32 | yang patah ... tumbuh?

13.5K 1.5K 349
                                    

Sebelum baca, tebak dulu kira-kira gimana reaksi Trinda setelah Bude Hari bilang kalo Mael udah bersedia disuruh putus??

Nanges

Ngamokkk

Lompat dari balkon

Yang lain???



Pulang jogging bersama Gunner keesokan paginya, begitu membuka pintu, kuping Mail langsung disambut suara tangisan bayi. Tapi kali ini bukan sekadar halusinasi, melainkan kenyataan. Karena wajah pertama yang dia jumpai di dalam rumah adalah wajah bundar Iis yang mirip dedek-dedek TPA.

"Astaga ... pagi-pagi udah di sini aja." Mail menjitak temannya itu. Melihat ada plester kecil di atas alis kanan, sebagai bukti bahwa kecelakaan yang menimpa Iis tempo hari bukanlah alasan semata. "Bukan dari Jakarta, kan?"

"Dari Jakarta."

Jawaban santai Iis membuat Mail mengernyitkan dahi, lalu sekilas menoleh ke duo Zane dan Ehsan yang lagi sarapan. Masing-masing sudah berkemeja rapi. Sementara Bimo lagi mondar-mandir di teras belakang dengan seorang bayi dalam gendongan.

Tangisan si Saad sudah reda. Memang tuh laki adalah ncus bersertifikasi.

"Segitunya lo pengen cepet-cepet ketemu gue, sampe bela-belain ambil flight Subuh? Anak lo nggak tantrum di pesawat emang?"

"Justru doi kalemnya pas Subuh doang."

Ya, ya, ya. Mail mencopot sepatu dulu dan berganti dengan sandal jepit, menyiapkan sarapan Gunner di foyer biar nggak dekat-dekat Iis, baru kemudian duduk di sebelah temannya itu. "Terus, berangkat sama siapa?" tanyanya menyadari nggak kelihatan ada orang lain lagi.

"Sama ncus. Agus nyusul ntar pulang kerja."

"Baik." Mendengar informasi tidak mengenakkan itu, Mail mengangguk tabah.

Kayaknya, jantungnya memang nggak ditakdirkan untuk santai-santai.

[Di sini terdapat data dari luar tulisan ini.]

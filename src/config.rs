//! Persisted application settings.
//!
//! Settings live in a TOML file under the `.leadvision` root. A missing
//! file means defaults; a malformed one surfaces as a `ConfigError` so the
//! caller can decide to fall back.

use std::path::{Path, PathBuf};

use serde::{Deserialize, Serialize};
use thiserror::Error;

use crate::app_dirs;
use crate::leads::{Lead, LeadPool};

/// Default filename used to store the app configuration.
pub const CONFIG_FILE_NAME: &str = "config.toml";

/// Aggregate application settings loaded from disk.
#[derive(Clone, Debug, Default, PartialEq, Eq, Serialize, Deserialize)]
pub struct AppConfig {
    #[serde(default)]
    pub alert: AlertSettings,
    /// Optional custom lead pool; the built-in demo pool applies when absent.
    #[serde(default)]
    pub leads: Option<Vec<Lead>>,
}

/// Window behavior for the alert screen.
#[derive(Clone, Debug, PartialEq, Eq, Serialize, Deserialize)]
pub struct AlertSettings {
    /// Cover the whole screen while the alert is up.
    #[serde(default = "default_flag")]
    pub fullscreen: bool,
    /// Keep the alert above every other window.
    #[serde(default = "default_flag")]
    pub always_on_top: bool,
}

impl Default for AlertSettings {
    fn default() -> Self {
        Self {
            fullscreen: true,
            always_on_top: true,
        }
    }
}

fn default_flag() -> bool {
    true
}

/// Errors that can occur while loading or saving configuration.
#[derive(Debug, Error)]
pub enum ConfigError {
    /// Failed to resolve the application directory.
    #[error(transparent)]
    AppDir(#[from] app_dirs::AppDirError),
    /// Failed to read the configuration file.
    #[error("Failed to read config at {path}: {source}")]
    Read {
        path: PathBuf,
        source: std::io::Error,
    },
    /// Failed to write the configuration file.
    #[error("Failed to write config at {path}: {source}")]
    Write {
        path: PathBuf,
        source: std::io::Error,
    },
    /// The configuration file is not valid TOML for the expected schema.
    #[error("Failed to parse config at {path}: {source}")]
    ParseToml {
        path: PathBuf,
        source: toml::de::Error,
    },
    /// The configuration could not be rendered as TOML.
    #[error("Failed to serialize config: {0}")]
    Serialize(#[from] toml::ser::Error),
}

/// Resolve the configuration file path, ensuring the parent directory exists.
pub fn config_path() -> Result<PathBuf, ConfigError> {
    let dir = app_dirs::app_root_dir()?;
    Ok(dir.join(CONFIG_FILE_NAME))
}

/// Load configuration from disk, returning defaults if the file is missing.
pub fn load_or_default() -> Result<AppConfig, ConfigError> {
    load_from_path(&config_path()?)
}

/// Load configuration from an explicit path; missing file means defaults.
pub fn load_from_path(path: &Path) -> Result<AppConfig, ConfigError> {
    if !path.exists() {
        return Ok(AppConfig::default());
    }
    let text = std::fs::read_to_string(path).map_err(|source| ConfigError::Read {
        path: path.to_path_buf(),
        source,
    })?;
    toml::from_str(&text).map_err(|source| ConfigError::ParseToml {
        path: path.to_path_buf(),
        source,
    })
}

/// Persist configuration to the default location.
pub fn save(config: &AppConfig) -> Result<(), ConfigError> {
    save_to_path(config, &config_path()?)
}

/// Persist configuration to an explicit path.
pub fn save_to_path(config: &AppConfig, path: &Path) -> Result<(), ConfigError> {
    let text = toml::to_string_pretty(config)?;
    std::fs::write(path, text).map_err(|source| ConfigError::Write {
        path: path.to_path_buf(),
        source,
    })
}

/// Build the lead pool the config describes.
pub fn lead_pool(config: &AppConfig) -> LeadPool {
    match &config.leads {
        Some(leads) => LeadPool::new(leads.clone()),
        None => LeadPool::demo(),
    }
}
//! Decision channel between the alert screen and its caller.
//!
//! The screen terminates through exactly one of accept, reject, or dismiss.
//! Accept and reject write into a single-use slot shared with the caller;
//! dismissal leaves the slot empty, which the caller must treat as a valid
//! "no decision" outcome rather than an error.

use std::cell::RefCell;
use std::rc::Rc;

use serde::{Deserialize, Serialize};

/// The binary decision taken on the alert screen.
#[derive(Clone, Copy, Debug, PartialEq, Eq, Serialize, Deserialize)]
#[serde(rename_all = "lowercase")]
pub enum AlertAction {
    Accept,
    Reject,
}

impl AlertAction {
    /// Wire-form label used in logs and the result payload.
    pub fn as_str(self) -> &'static str {
        match self {
            AlertAction::Accept => "accept",
            AlertAction::Reject => "reject",
        }
    }
}

/// What the caller observes once the screen has terminated.
#[derive(Clone, Copy, Debug, PartialEq, Eq)]
pub enum AlertOutcome {
    /// The user tapped one of the two controls.
    Decided(AlertAction),
    /// The screen was dismissed without a decision. Distinct from reject.
    Undecided,
}

/// Serialized result emitted toward the invoking process on a decision.
#[derive(Clone, Copy, Debug, PartialEq, Eq, Serialize, Deserialize)]
pub struct AlertResult {
    pub action: AlertAction,
}

/// Single-use, write-once output slot shared between screen and caller.
///
/// The first write wins; later writes are ignored. Cloning shares the slot
/// (main-thread only, like the rest of the UI).
#[derive(Clone, Debug, Default)]
pub struct DecisionSlot {
    inner: Rc<RefCell<Option<AlertAction>>>,
}

impl DecisionSlot {
    /// Create an empty slot.
    pub fn new() -> Self {
        Self::default()
    }

    /// Record a decision. Returns false if one was already recorded.
    pub fn record(&self, action: AlertAction) -> bool {
        let mut inner = self.inner.borrow_mut();
        if inner.is_some() {
            return false;
        }
        *inner = Some(action);
        true
    }

    /// Read the outcome as the caller sees it.
    pub fn outcome(&self) -> AlertOutcome {
        match *self.inner.borrow() {
            Some(action) => AlertOutcome::Decided(action),
            None => AlertOutcome::Undecided,
        }
    }
}
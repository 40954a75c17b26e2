//! Shared state types for the alert screen.

/// Lifecycle of the alert screen.
///
/// The screen starts displayed and terminates at most once; transition
/// attempts after termination are no-ops.
#[derive(Clone, Copy, Debug, PartialEq, Eq)]
pub enum ScreenState {
    /// Visible, waiting for a user interaction event.
    Displayed,
    /// Closed; no further transitions are possible.
    Terminated,
}

/// How the screen reached its terminal state.
#[derive(Clone, Copy, Debug, PartialEq, Eq)]
pub enum Transition {
    Accept,
    Reject,
    /// Back navigation or window close without a decision.
    Dismiss,
}

impl Transition {
    pub fn label(self) -> &'static str {
        match self {
            Transition::Accept => "accept",
            Transition::Reject => "reject",
            Transition::Dismiss => "dismiss",
        }
    }
}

Belum beres urusan putus dengan Trinda, eh, sudah disuruh menghadapi Agus lagi. Buat apa coba? Terakhir mereka berdua ketemu juga Mail kayak ngomong sama tembok, nggak ditanggapi sama sekali!

"Ncus lo di ...?"

"Lagi siapin kamar." Iis menunjuk ke salah satu dari dua pintu kamar di lantai dasar dengan dagu. "Gue pake yang itu, ya? Kamar gue dulu."

"Oke." Mail manggut-manggut lagi. "Ntar biar Ehsan naik, gabung sama yang lain, biar kamar satunya bisa dipake ncus lo. Terus, kalau hari ini mau jalan-jalan ...."

"Udah, lo fokus kerja aja. Project lagi hectic, kan?" Belum juga Mail membuat penawaran, Iis sudah menolak duluan. "Bimo udah bersedia jadi supir gue hari ini kok."

"Bagus, bagus." Cowok itu pun bangkit berdiri. "Gue ke atas dulu, ya. Udah harus di lokasi jam sembilan nih."

Satu jempol Iis teracung.

~

Sore menjelang petang, sepulang kerja, seisi rumah sengaja berombongan pergi. Biar Mail sendirian ketika Agus tiba, katanya.

Sialan, sengaja bikin Mail nervous aja, padahal Mail sudah yakin nggak ada alasan baginya untuk merasa nervous.

Kan, dia dan Trinda bakal putus, sesuai keinginan Agus dan ibunya. Mau apa lagi, sih?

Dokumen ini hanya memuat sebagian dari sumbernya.